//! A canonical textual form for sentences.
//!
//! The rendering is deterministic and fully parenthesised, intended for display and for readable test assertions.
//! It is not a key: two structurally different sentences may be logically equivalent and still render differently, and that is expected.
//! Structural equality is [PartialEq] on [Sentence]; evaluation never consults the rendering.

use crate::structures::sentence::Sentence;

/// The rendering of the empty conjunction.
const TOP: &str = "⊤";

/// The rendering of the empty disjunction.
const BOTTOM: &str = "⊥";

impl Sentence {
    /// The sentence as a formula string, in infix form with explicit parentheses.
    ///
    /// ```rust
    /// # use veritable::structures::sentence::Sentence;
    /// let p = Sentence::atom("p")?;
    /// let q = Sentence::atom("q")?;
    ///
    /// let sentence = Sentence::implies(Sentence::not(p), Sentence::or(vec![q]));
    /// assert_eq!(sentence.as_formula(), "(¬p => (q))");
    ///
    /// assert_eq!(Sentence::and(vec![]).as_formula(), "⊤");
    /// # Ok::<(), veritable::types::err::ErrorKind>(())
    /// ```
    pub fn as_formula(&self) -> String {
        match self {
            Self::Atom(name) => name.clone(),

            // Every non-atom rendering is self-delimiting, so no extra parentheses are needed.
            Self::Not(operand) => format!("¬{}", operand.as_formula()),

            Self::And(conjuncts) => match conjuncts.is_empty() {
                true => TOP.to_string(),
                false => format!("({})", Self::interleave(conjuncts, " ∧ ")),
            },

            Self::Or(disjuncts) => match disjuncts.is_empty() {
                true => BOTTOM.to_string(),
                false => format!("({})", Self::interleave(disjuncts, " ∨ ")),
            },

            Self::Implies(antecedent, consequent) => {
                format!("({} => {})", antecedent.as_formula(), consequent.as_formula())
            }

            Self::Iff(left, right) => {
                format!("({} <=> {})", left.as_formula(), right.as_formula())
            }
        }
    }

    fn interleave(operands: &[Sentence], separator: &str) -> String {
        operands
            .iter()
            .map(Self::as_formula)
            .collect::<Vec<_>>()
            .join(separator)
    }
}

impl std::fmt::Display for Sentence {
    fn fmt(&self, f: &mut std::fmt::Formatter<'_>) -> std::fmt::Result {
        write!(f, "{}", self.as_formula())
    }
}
━━━
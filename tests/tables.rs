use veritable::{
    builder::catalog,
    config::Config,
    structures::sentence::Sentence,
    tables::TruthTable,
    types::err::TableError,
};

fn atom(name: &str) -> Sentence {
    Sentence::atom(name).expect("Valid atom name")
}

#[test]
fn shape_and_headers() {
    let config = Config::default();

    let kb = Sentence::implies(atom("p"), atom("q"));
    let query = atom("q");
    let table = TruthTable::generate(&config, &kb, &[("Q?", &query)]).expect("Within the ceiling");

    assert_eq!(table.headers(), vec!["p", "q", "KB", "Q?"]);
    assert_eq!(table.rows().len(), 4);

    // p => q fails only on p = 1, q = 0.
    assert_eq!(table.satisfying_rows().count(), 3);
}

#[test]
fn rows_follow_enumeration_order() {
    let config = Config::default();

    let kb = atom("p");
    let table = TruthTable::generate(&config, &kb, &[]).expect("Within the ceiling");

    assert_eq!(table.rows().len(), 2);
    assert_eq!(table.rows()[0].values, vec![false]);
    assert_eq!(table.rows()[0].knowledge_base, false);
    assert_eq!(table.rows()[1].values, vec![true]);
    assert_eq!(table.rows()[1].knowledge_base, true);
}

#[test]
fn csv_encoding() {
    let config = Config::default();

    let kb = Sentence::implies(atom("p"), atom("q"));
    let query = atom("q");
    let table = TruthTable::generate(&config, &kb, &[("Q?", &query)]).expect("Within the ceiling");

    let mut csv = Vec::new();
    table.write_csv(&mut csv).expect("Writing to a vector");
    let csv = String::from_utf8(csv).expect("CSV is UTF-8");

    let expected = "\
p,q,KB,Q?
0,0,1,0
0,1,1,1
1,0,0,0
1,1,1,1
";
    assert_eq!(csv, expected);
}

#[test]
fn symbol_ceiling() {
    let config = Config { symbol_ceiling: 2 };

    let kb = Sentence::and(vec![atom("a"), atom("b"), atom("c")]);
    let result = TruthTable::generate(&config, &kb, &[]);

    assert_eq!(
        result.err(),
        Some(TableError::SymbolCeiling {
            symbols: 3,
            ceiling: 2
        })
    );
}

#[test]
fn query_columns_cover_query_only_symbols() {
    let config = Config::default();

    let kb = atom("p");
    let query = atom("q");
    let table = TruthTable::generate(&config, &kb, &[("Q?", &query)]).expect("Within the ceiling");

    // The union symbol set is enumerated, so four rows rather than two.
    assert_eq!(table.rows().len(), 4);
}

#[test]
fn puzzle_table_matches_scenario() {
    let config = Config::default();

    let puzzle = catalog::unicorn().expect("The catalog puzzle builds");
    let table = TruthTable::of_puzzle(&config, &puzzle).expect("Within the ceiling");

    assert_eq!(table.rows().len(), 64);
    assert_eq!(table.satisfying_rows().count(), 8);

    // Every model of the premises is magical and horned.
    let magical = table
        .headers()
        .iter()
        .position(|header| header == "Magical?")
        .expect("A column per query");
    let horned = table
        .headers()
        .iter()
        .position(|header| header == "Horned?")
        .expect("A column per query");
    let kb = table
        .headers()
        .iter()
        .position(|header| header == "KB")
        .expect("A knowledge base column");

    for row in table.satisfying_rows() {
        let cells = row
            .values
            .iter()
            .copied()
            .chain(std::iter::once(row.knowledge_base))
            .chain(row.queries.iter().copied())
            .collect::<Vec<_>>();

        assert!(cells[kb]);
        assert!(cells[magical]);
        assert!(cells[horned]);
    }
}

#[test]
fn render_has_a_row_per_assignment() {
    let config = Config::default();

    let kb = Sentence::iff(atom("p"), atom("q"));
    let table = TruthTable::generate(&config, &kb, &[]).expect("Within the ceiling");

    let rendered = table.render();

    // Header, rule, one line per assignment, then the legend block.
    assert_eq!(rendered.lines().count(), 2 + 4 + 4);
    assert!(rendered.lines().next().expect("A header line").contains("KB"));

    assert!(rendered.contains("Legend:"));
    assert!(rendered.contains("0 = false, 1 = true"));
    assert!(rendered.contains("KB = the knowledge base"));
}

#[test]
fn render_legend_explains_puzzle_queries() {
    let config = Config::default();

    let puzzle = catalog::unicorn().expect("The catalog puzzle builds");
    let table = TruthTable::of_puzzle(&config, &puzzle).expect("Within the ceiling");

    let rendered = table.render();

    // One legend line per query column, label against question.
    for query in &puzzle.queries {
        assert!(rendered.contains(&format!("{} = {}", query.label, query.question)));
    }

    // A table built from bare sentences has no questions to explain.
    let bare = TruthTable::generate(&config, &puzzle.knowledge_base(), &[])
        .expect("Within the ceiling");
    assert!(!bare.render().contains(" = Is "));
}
━━━
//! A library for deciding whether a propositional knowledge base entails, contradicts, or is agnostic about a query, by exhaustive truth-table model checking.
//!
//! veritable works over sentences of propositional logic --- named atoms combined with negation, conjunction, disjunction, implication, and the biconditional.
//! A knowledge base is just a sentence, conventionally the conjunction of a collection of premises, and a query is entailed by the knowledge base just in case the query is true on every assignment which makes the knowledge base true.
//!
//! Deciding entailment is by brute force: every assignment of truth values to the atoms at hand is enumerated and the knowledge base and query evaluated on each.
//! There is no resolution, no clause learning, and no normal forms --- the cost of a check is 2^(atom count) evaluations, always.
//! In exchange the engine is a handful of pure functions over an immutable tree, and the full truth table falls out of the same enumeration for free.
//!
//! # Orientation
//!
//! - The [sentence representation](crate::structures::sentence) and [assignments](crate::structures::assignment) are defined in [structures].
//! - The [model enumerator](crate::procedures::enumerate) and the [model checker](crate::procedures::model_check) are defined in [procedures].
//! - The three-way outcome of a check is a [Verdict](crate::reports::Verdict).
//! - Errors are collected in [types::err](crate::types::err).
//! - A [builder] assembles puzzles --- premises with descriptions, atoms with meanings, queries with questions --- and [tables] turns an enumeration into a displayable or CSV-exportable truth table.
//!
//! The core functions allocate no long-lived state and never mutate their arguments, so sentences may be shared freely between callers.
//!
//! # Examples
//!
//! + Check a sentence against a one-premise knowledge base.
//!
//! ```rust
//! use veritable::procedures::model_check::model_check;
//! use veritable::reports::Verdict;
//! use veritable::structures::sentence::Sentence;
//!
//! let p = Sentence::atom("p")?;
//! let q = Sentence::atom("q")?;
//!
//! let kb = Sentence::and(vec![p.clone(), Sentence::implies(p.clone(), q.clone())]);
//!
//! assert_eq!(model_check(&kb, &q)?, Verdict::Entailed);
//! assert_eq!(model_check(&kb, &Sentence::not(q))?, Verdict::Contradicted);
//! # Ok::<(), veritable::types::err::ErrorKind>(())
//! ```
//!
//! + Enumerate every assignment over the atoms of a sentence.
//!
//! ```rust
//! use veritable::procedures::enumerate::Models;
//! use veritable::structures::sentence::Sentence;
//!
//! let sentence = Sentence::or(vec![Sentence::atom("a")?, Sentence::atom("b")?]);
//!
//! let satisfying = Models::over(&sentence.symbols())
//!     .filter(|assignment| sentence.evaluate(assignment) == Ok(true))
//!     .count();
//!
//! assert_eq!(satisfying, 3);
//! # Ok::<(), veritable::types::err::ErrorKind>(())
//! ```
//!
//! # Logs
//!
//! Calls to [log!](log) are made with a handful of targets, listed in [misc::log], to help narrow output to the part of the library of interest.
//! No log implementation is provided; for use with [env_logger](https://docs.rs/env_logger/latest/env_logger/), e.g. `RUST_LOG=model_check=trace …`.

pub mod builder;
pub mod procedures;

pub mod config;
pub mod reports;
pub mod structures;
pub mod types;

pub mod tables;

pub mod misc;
━━━
WORK REQUEST:
Based on the entries above, please state how many lines include "consequent", leaving out everything else.

TASK ANSWER:
2